Ce week-end à Berlin paraissait le dernier rapport du GIEC, groupe intergouvernemental de scientifiques sur le climat. Ce rapport n’est que le dernier en date d’une longue série d’alertes qui relancent chaque fois nos débats politiques sur le dérèglement climatique et ses conséquences sociales et économiques à venir.
Hausse des températures mondiales et accroissement des inégalités : l’échec des politiques publiques existantes
Après le volet sur les preuves physiques du réchauffement publié en septembre 2013 et celui sur les impacts du réchauffement en mars 2014, ce dernier volet boucle le 5e rapport du GIEC. Sept ans après le précédent, il confirme l’échec des politiques publiques mises en œuvre jusqu’à présent. Les émissions mondiales de gaz à effet de serre atteignent des niveaux sans précédent, leur croissance n’a jamais été aussi rapide qu’au cours de la dernière décennie, et l’utilisation accrue du charbon, notamment dans les pays ayant misé sur les gaz de schistes, y a pour beaucoup contribué. A ce rythme, le seuil des 2 °C supplémentaires sera franchi dès 2030, pour 3,7 à 4,8°C d’ici la fin du siècle. Ce qui ne va pas sans conséquences pour chacun d’entre-nous, et notamment sur l’accroissement des inégalités.
La première des conséquences, et celle qui aura un impact quotidien sur nos modes de consommation et notre pouvoir d’achat, sera celle de l’accès aux ressources et la stabilité des prix. La diminution des récoltes agricoles et stocks de poissons due aux sécheresses ou à l’acidification des océans perturberont fortement la sécurité alimentaire de tous les pays. Le pouvoir d’achat des consommateurs européens ne sera pas épargné par la diminution des productions de riz, blé ou maïs au moment où la demande mondiale va augmenter. Là encore, les mêmes seront affectés, les plus pauvres, ce qui n’ont d’autre choix dans les produits et les manières de consommer que du hard discount et du pas cher.

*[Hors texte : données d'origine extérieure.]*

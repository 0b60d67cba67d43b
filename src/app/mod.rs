pub mod config;
pub mod logging_system;
pub mod relay;

pub use config::{CONFIG_ENV, Config, ConfigError, LogLevel, StoreBackend};
pub use logging_system::{LogDirective, LoggingError, LoggingSystem, setup_logging_safe};
pub use relay::run_relay;

use crate::domain::ForwarderError;
use crate::host::{LogCallbacks, SyslogLayer};
use crate::pipeline::{ForwardingPipeline, PipelineConfig, SharedPipeline};
use crate::sender::{TransportFactory, UdpTransportFactory};
use crate::store::{FileFilterStore, FilterStore, MemoryFilterStore, StoreError};
use clap::CommandFactory;
use std::future::Future;
use std::process;
use tokio::io::{AsyncBufRead, BufReader};
use tracing::{error, info};

pub struct App {
    config: Config,
    pipeline: SharedPipeline,
    callbacks: LogCallbacks,
}

impl App {
    pub fn from_args<I, T>(args: I) -> Result<Self, ForwarderError>
    where
        I: IntoIterator<Item = T>,
        T: Into<std::ffi::OsString> + Clone,
    {
        let config = Config::load(args)?;
        Self::from_config(config)
    }

    /// Builds the UDP-backed pipeline and attaches it to a fresh callback
    /// registry.
    pub fn from_config(config: Config) -> Result<Self, ForwarderError> {
        Self::with_factory(config, Box::new(UdpTransportFactory))
    }

    pub fn with_factory(
        config: Config,
        factory: Box<dyn TransportFactory>,
    ) -> Result<Self, ForwarderError> {
        let store = build_store(&config)?;
        let pipeline =
            ForwardingPipeline::new(PipelineConfig::from(&config), factory, store).into_shared();

        let mut callbacks = LogCallbacks::new();
        let handler = pipeline.clone();
        callbacks.register(move |level, tag, message| {
            handler.lock().on_logger_line(level, tag, message);
        });

        Ok(Self {
            config,
            pipeline,
            callbacks,
        })
    }

    pub fn config(&self) -> &Config {
        &self.config
    }

    pub fn pipeline(&self) -> SharedPipeline {
        self.pipeline.clone()
    }

    /// Installs the global subscriber, bridging foreign `tracing` events into
    /// the pipeline when `forward_tracing` is set.
    pub fn init_logging(&self) -> Result<(), LoggingError> {
        let bridge = self
            .config
            .forward_tracing
            .then(|| SyslogLayer::new(self.pipeline.clone()));
        setup_logging_safe(self.config.log_level, bridge)
    }

    /// Relays stdin until EOF or Ctrl+C.
    pub async fn run(self) -> Result<(), ForwarderError> {
        let stdin = BufReader::new(tokio::io::stdin());
        self.run_with(stdin, async {
            let _ = tokio::signal::ctrl_c().await;
        })
        .await
    }

    pub async fn run_with<R, F>(mut self, reader: R, shutdown: F) -> Result<(), ForwarderError>
    where
        R: AsyncBufRead + Unpin,
        F: Future<Output = ()>,
    {
        info!(
            "Starting rask-syslog-forwarder v{} -> {}:{} as {}",
            get_version(),
            self.config.address,
            self.config.port,
            self.config.client_id()
        );
        self.pipeline.lock().setup();

        run_relay(reader, &mut self.callbacks, &self.config.default_tag, shutdown).await?;

        let stats = self.pipeline.lock().stats();
        info!(
            sent = stats.records_sent,
            failed = stats.send_failures,
            dropped = stats.total_dropped(),
            "rask-syslog-forwarder stopped"
        );
        Ok(())
    }
}

fn build_store(config: &Config) -> Result<Box<dyn FilterStore>, ForwarderError> {
    let state_path = || {
        config
            .state_path
            .clone()
            .ok_or_else(|| StoreError::Unavailable("no state path configured".to_string()))
    };

    let store: Box<dyn FilterStore> = match config.store {
        StoreBackend::Memory => Box::new(MemoryFilterStore::new()),
        StoreBackend::File => Box::new(FileFilterStore::new(state_path()?)),
        #[cfg(feature = "sled-store")]
        StoreBackend::Sled => Box::new(crate::store::SledFilterStore::open(state_path()?)?),
        #[cfg(not(feature = "sled-store"))]
        StoreBackend::Sled => {
            return Err(StoreError::Unavailable(
                "built without the 'sled-store' feature".to_string(),
            )
            .into());
        }
    };
    Ok(store)
}

pub fn get_version() -> String {
    env!("CARGO_PKG_VERSION").to_string()
}

// Main entry point for the application
pub async fn main() -> Result<(), Box<dyn std::error::Error + Send + Sync>> {
    let args: Vec<String> = std::env::args().collect();

    // Handle version flag specially
    if args.len() > 1 && (args[1] == "--version" || args[1] == "-V") {
        println!("rask-syslog-forwarder {}", get_version());
        return Ok(());
    }

    if args.len() > 1 && (args[1] == "--help" || args[1] == "-h") {
        Config::command().print_help()?;
        return Ok(());
    }

    let app = match App::from_args(args) {
        Ok(app) => app,
        Err(e) => {
            eprintln!("Configuration error: {e}");
            process::exit(1);
        }
    };

    if let Err(e) = app.init_logging() {
        eprintln!("Logging setup failed: {e}");
    }

    if let Err(e) = app.run().await {
        error!("Application error: {}", e);
        process::exit(1);
    }

    Ok(())
}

Plus au Sud, ce sont les habitants des pays en voie de développement qui trinqueront. Le GIEC alerte sur la future progression des fléaux sanitaires, la sous-nutrition liée à la raréfaction des ressources, les conflits divers engendrés par les migrations climatiques et l’accès aux ressources. Pourtant, les gouvernements se renvoient la balle, l’Europe accusant les USA et la Chine de l’augmentation des émissions mondiales, les pays en développement pointant le rôle historiques des vielles économies industrielles comme les nôtres depuis plus d’un siècle.
L’expression du Secrétaire d’Etat américain n’a jamais été aussi appropriée « Ce rapport est très clair sur le fait que nous sommes face à une question de volonté mondiale et non de capacité ». Alors, qu’attendons-nous ?
Le sujet n’est plus scientifique, mais politique : mettons les bons sujets sur la table
Les scientifiques ne peuvent pas répondre à toutes les questions, et certainement pas celles des solutions politiques que nous devons mettre en œuvre en Europe et à l’échelle mondiale. Mettons donc les bonnes questions sur la table. Parlons croissance, croissance économique indexée sur l’accès aux ressources énergétiques, dans un contexte de raréfaction du pétrole et des énergies fossiles, d’augmentation de son coût et du trop faible développement des énergies renouvelables. Parlons de cette croissance économique aujourd’hui atone dans toute l’Europe et sur laquelle notre modèle de protection sociale, nos emplois, notre modèle économique et nos discours politiques restent pourtant focalisés. Les scientifiques du GIEC considèrent que la croissance économique et l’augmentation de la population restent les plus importants facteurs d’augmentation des émissions. On ne réduira pas la population mondiale, alors agissons sur le second facteur.